Ce que nous avons dit plus haut touchant les conditions déplorables dans lesquelles étaient contraints de travailler les commerçants de Saint-Louis jusqu'à l'expédition du commandant Protet, permet de mesurer l'étendue des services que Faidherbe rendit au Sénégal en parachevant l'œuvre de libération commencée par son prédécesseur.

« Nous devons dicter nos volontés aux chefs maures pour le commerce de la gomme, disaient les instructions que Faidherbe reçut du Ministre au moment de s'embarquer pour rejoindre son poste. Il faut supprimer les escales..., employer la force si l'on ne peut rien obtenir par la persuasion. Il faut supprimer tout tribut payé par nous aux Etats du fleuve, sauf à donner quand il nous plaira quelques preuves de notre munificence aux chefs dont nous serons contents. Nous devons être les suzerains du fleuve.

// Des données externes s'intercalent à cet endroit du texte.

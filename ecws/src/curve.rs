//! Built-in NIST curve parameters.
//!
//! Contexts built from these exact parameters carry pre-computed generator
//! tables; any other short Weierstrass curve with `a = −3` still works, it
//! just has no generator fast path.

use hex_literal::hex;

use crate::{EcContext, EcPoint, Result};

/// Parameters of a NIST short Weierstrass curve `y² = x³ − 3x + b`.
///
/// All byte strings are big-endian with the byte length of the field prime.
pub struct NistCurve {
    /// Curve name as in SP 800-186.
    pub name: &'static str,
    /// Field prime `p`.
    pub modulus: &'static [u8],
    /// Curve constant `b`.
    pub b: &'static [u8],
    /// Order of the generator.
    pub order: &'static [u8],
    /// Generator x-coordinate.
    pub gx: &'static [u8],
    /// Generator y-coordinate.
    pub gy: &'static [u8],
    /// Window width for the generator tables.
    pub(crate) window: u32,
    /// Whether table entries are stored as plain rather than
    /// Montgomery-form integers.
    pub(crate) plain_tables: bool,
}

impl NistCurve {
    /// Build an [`EcContext`] for this curve, with generator tables
    /// scrambled by `seed`.
    pub fn context(&self, seed: u64) -> Result<EcContext> {
        EcContext::new(self.modulus, self.b, self.order, seed)
    }

    /// The generator point on a context built from this curve.
    pub fn generator<'c>(&self, ctx: &'c EcContext) -> Result<EcPoint<'c>> {
        EcPoint::new(ctx, self.gx, self.gy)
    }
}

/// NIST P-256 (secp256r1, prime256v1).
pub const P256: NistCurve = NistCurve {
    name: "P-256",
    modulus: &hex!("ffffffff00000001000000000000000000000000ffffffffffffffffffffffff"),
    b: &hex!("5ac635d8aa3a93e7b3ebbd55769886bc651d06b0cc53b0f63bce3c3e27d2604b"),
    order: &hex!("ffffffff00000000ffffffffffffffffbce6faada7179e84f3b9cac2fc632551"),
    gx: &hex!("6b17d1f2e12c4247f8bce6e563a440f277037d812deb33a0f4a13945d898c296"),
    gy: &hex!("4fe342e2fe1a7f9b8ee7eb4a7c0f9e162bce33576b315ececbb6406837bf51f5"),
    window: 5,
    plain_tables: false,
};

/// NIST P-384 (secp384r1).
pub const P384: NistCurve = NistCurve {
    name: "P-384",
    modulus: &hex!(
        "fffffffffffffffffffffffffffffffffffffffffffffffffffffffffffffffe"
        "ffffffff0000000000000000ffffffff"
    ),
    b: &hex!(
        "b3312fa7e23ee7e4988e056be3f82d19181d9c6efe8141120314088f5013875a"
        "c656398d8a2ed19d2a85c8edd3ec2aef"
    ),
    order: &hex!(
        "ffffffffffffffffffffffffffffffffffffffffffffffffc7634d81f4372ddf"
        "581a0db248b0a77aecec196accc52973"
    ),
    gx: &hex!(
        "aa87ca22be8b05378eb1c71ef320ad746e1d3b628ba79b9859f741e082542a38"
        "5502f25dbf55296c3a545e3872760ab7"
    ),
    gy: &hex!(
        "3617de4a96262c6f5d9e98bf9292dc29f8f41dbd289a147ce9da3113b5f0b8c0"
        "0a60b1ce1d7e819d7a431d7c90ea0e5f"
    ),
    window: 5,
    plain_tables: false,
};

/// NIST P-521 (secp521r1).
pub const P521: NistCurve = NistCurve {
    name: "P-521",
    modulus: &hex!(
        "01ffffffffffffffffffffffffffffffffffffffffffffffffffffffffffffff"
        "ffffffffffffffffffffffffffffffffffffffffffffffffffffffffffffffff"
        "ffff"
    ),
    b: &hex!(
        "0051953eb9618e1c9a1f929a21a0b68540eea2da725b99b315f3b8b489918ef1"
        "09e156193951ec7e937b1652c0bd3bb1bf073573df883d2c34f1ef451fd46b50"
        "3f00"
    ),
    order: &hex!(
        "01ffffffffffffffffffffffffffffffffffffffffffffffffffffffffffffff"
        "fffa51868783bf2f966b7fcc0148f709a5d03bb5c9b8899c47aebb6fb71e9138"
        "6409"
    ),
    gx: &hex!(
        "00c6858e06b70404e9cd9e3ecb662395b4429c648139053fb521f828af606b4d"
        "3dbaa14b5e77efe75928fe1dc127a2ffa8de3348b3c1856a429bf97e7e31c2e5"
        "bd66"
    ),
    gy: &hex!(
        "011839296a789a3bc0045c8a5fb42c7d1bd998f54449579b446817afbd17273e"
        "662c97ee72995ef42640c550b9013fad0761353c7086a272c24088be94769fd1"
        "6650"
    ),
    window: 4,
    plain_tables: true,
};

/// Look up the preset matching the given raw parameters exactly.
pub(crate) fn recognize(
    modulus: &[u8],
    b: &[u8],
    order: &[u8],
) -> Option<&'static NistCurve> {
    [&P256, &P384, &P521]
        .into_iter()
        .find(|c| c.modulus == modulus && c.b == b && c.order == order)
}
#![no_std]
#![forbid(unsafe_code)]
#![warn(missing_docs, rust_2018_idioms, unused_qualifications)]
#![doc = include_str!("../README.md")]

extern crate alloc;

mod error;
mod limb;
mod mont;
mod scatter;
mod window;

pub use crate::{
    error::{Error, Result},
    mont::{FieldElement, MontCtx, Scratchpad},
    scatter::{CACHE_LINE_SIZE, ProtMemory, expand_seed, scatter},
    window::{BitWindowLr, BitWindowRl},
};
pub use subtle;
pub use zeroize;
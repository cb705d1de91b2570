//! Error types.

use core::fmt;

/// Error type.
#[derive(Clone, Copy, Debug, Eq, PartialEq)]
pub enum Error {
    /// A byte string does not have the length the context expects.
    InvalidLength,

    /// An integer is out of range, e.g. an encoded value not below the
    /// modulus, or a modulus which is even or too small.
    InvalidValue,

    /// A structural parameter is unusable, e.g. a table array count which
    /// is not a power of two.
    InvalidParameter,
}

impl fmt::Display for Error {
    fn fmt(&self, f: &mut fmt::Formatter<'_>) -> fmt::Result {
        f.write_str(match self {
            Error::InvalidLength => "invalid length",
            Error::InvalidValue => "invalid value",
            Error::InvalidParameter => "invalid parameter",
        })
    }
}

impl core::error::Error for Error {}

/// Result type.
pub type Result<T> = core::result::Result<T, Error>;
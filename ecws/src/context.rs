//! Curve contexts.

use alloc::{boxed::Box, vec, vec::Vec};

use montfield::{FieldElement, MontCtx, ProtMemory, scatter};
use rand_core::RngCore;

use crate::{
    arith::{self, Workplace},
    curve::{self, NistCurve},
    error::{Error, Result},
};

/// Pre-computed generator window tables.
///
/// Table `i` holds the affine multiples `{0, 1, …, 2^w − 1}·(2^(w·i)·G)`,
/// scattered across cache lines with the context seed. The zero multiple is
/// the all-zero (0, 0) infinity encoding.
pub(crate) struct GenTables {
    pub window: u32,
    /// Entries hold plain rather than Montgomery-form integers.
    pub plain: bool,
    pub entry_len: usize,
    /// Generator affine coordinates, Montgomery form.
    pub gx: FieldElement,
    pub gy: FieldElement,
    pub tables: Vec<ProtMemory>,
}

/// Descriptor of a short Weierstrass curve `y² = x³ − 3x + b`.
///
/// Owns the Montgomery field context, the curve constant `b` in Montgomery
/// form, the group order, and (for the built-in NIST presets) the generator
/// tables. Immutable once built; may be shared across threads for read-only
/// use. Points borrow their context, so it outlives them by construction.
pub struct EcContext {
    mont: MontCtx,
    b: FieldElement,
    order: Box<[u8]>,
    tables: Option<GenTables>,
}

impl EcContext {
    /// Create a context from big-endian curve parameters.
    ///
    /// `modulus`, `b` and `order` must all have the byte length of the
    /// field prime. `seed` scrambles the cache-line layout of the generator
    /// tables; a fixed seed gives a reproducible layout, a random one
    /// hardens against adversaries who can induce repeated runs.
    pub fn new(modulus: &[u8], b: &[u8], order: &[u8], seed: u64) -> Result<Self> {
        if b.len() != modulus.len() || order.len() != modulus.len() {
            return Err(Error::InvalidLength);
        }

        let mont = MontCtx::new(modulus)?;
        let b_mont = mont.from_bytes(b)?;
        let mut ctx = Self {
            mont,
            b: b_mont,
            order: order.into(),
            tables: None,
        };

        if let Some(preset) = curve::recognize(modulus, b, order) {
            ctx.tables = Some(ctx.build_tables(preset, seed)?);
        }

        Ok(ctx)
    }

    /// Like [`new`](Self::new), drawing the scramble seed from `rng`.
    pub fn new_with_rng<R: RngCore + ?Sized>(
        modulus: &[u8],
        b: &[u8],
        order: &[u8],
        rng: &mut R,
    ) -> Result<Self> {
        Self::new(modulus, b, order, rng.next_u64())
    }

    /// The Montgomery field context of the curve's prime.
    pub fn mont(&self) -> &MontCtx {
        &self.mont
    }

    /// The group order, big-endian, as supplied at construction.
    pub fn order(&self) -> &[u8] {
        &self.order
    }

    pub(crate) fn b(&self) -> &FieldElement {
        &self.b
    }

    pub(crate) fn tables(&self) -> Option<&GenTables> {
        self.tables.as_ref()
    }

    /// Compute and scatter the window tables for the preset generator.
    fn build_tables(&self, preset: &NistCurve, seed: u64) -> Result<GenTables> {
        let mont = &self.mont;
        let mut wp = Workplace::new(mont);

        let gx = mont.from_bytes(preset.gx)?;
        let gy = mont.from_bytes(preset.gy)?;

        let window = preset.window;
        let points_per_table = 1usize << window;
        let nr_tables = (mont.bytes() * 8).div_ceil(window as usize);
        let entry_len = if preset.plain_tables {
            2 * mont.bytes()
        } else {
            2 * mont.words() * 8
        };

        // Base point of the current table: 2^(w·i)·G, Jacobian.
        let mut bx = gx.clone();
        let mut by = gy.clone();
        let mut bz = mont.alloc();
        mont.set_one(&mut bz);

        let mut tables = Vec::with_capacity(nr_tables);
        for _ in 0..nr_tables {
            // Multiples 1·B .. (2^w − 1)·B of the base.
            let mut xs = Vec::with_capacity(points_per_table - 1);
            let mut ys = Vec::with_capacity(points_per_table - 1);
            let mut zs = Vec::with_capacity(points_per_table - 1);
            xs.push(bx.clone());
            ys.push(by.clone());
            zs.push(bz.clone());
            for j in 1..points_per_table - 1 {
                let mut nx = xs[j - 1].clone();
                let mut ny = ys[j - 1].clone();
                let mut nz = zs[j - 1].clone();
                arith::full_add(mont, &mut wp, &mut nx, &mut ny, &mut nz, &bx, &by, &bz);
                xs.push(nx);
                ys.push(ny);
                zs.push(nz);
            }
            batch_normalize(mont, &mut wp, &mut xs, &mut ys, &mut zs);

            let mut blobs: Vec<Vec<u8>> = Vec::with_capacity(points_per_table);
            blobs.push(vec![0u8; entry_len]); // 0·B, the (0, 0) infinity encoding
            let half = entry_len / 2;
            for j in 0..points_per_table - 1 {
                let mut blob = vec![0u8; entry_len];
                if preset.plain_tables {
                    mont.to_bytes(&mut blob[..half], &xs[j], &mut wp.scratch)?;
                    mont.to_bytes(&mut blob[half..], &ys[j], &mut wp.scratch)?;
                } else {
                    mont.montgomery_to_le_bytes(&xs[j], &mut blob[..half]);
                    mont.montgomery_to_le_bytes(&ys[j], &mut blob[half..]);
                }
                blobs.push(blob);
            }
            let refs: Vec<&[u8]> = blobs.iter().map(|b| b.as_slice()).collect();
            tables.push(scatter(&refs, seed)?);

            // Advance the base to 2^w·B.
            for _ in 0..window {
                arith::full_double(mont, &mut wp, &mut bx, &mut by, &mut bz);
            }
        }

        Ok(GenTables {
            window,
            plain: preset.plain_tables,
            entry_len,
            gx,
            gy,
            tables,
        })
    }
}

/// Convert a batch of Jacobian points (none at infinity) to affine form
/// with a single field inversion (Montgomery's trick).
fn batch_normalize(
    mont: &MontCtx,
    wp: &mut Workplace,
    xs: &mut [FieldElement],
    ys: &mut [FieldElement],
    zs: &mut [FieldElement],
) {
    let m = zs.len();
    debug_assert!(m > 0);

    // prefix[k] = z_0·z_1···z_k
    let mut prefix = Vec::with_capacity(m);
    prefix.push(zs[0].clone());
    for k in 1..m {
        let mut acc = prefix[k - 1].clone();
        mont.mul_assign(&mut acc, &zs[k], &mut wp.scratch);
        prefix.push(acc);
    }

    // inv = (z_0···z_(m-1))⁻¹, peeled one z at a time walking backwards
    let mut inv = mont.alloc();
    mont.inv_prime(&mut inv, &prefix[m - 1], &mut wp.scratch);

    let mut zinv = mont.alloc();
    for k in (0..m).rev() {
        if k > 0 {
            mont.mul(&mut zinv, &inv, &prefix[k - 1], &mut wp.scratch);
        } else {
            mont.copy(&mut zinv, &inv);
        }
        mont.mul_assign(&mut inv, &zs[k], &mut wp.scratch);

        mont.square(&mut wp.a, &zinv, &mut wp.scratch);
        mont.mul(&mut wp.b, &wp.a, &zinv, &mut wp.scratch);
        mont.mul_assign(&mut xs[k], &wp.a, &mut wp.scratch);
        mont.mul_assign(&mut ys[k], &wp.b, &mut wp.scratch);
        mont.set_one(&mut zs[k]);
    }
}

Il faut émanciper complètement le Oualo en l'arrachant aux Trarzas et protéger les populations agricoles de la rive gauche contre les Maures ». Ces derniers, mettant en effet à profit l'indifférence que nous avions si longtemps montrée pour tout ce qui se passait hors de Saint-Louis et de Gorée, s'étaient habitués à faire des razzias sur la rive gauche et avaient fini par traiter les pays de ce côté du fleuve en pays conquis.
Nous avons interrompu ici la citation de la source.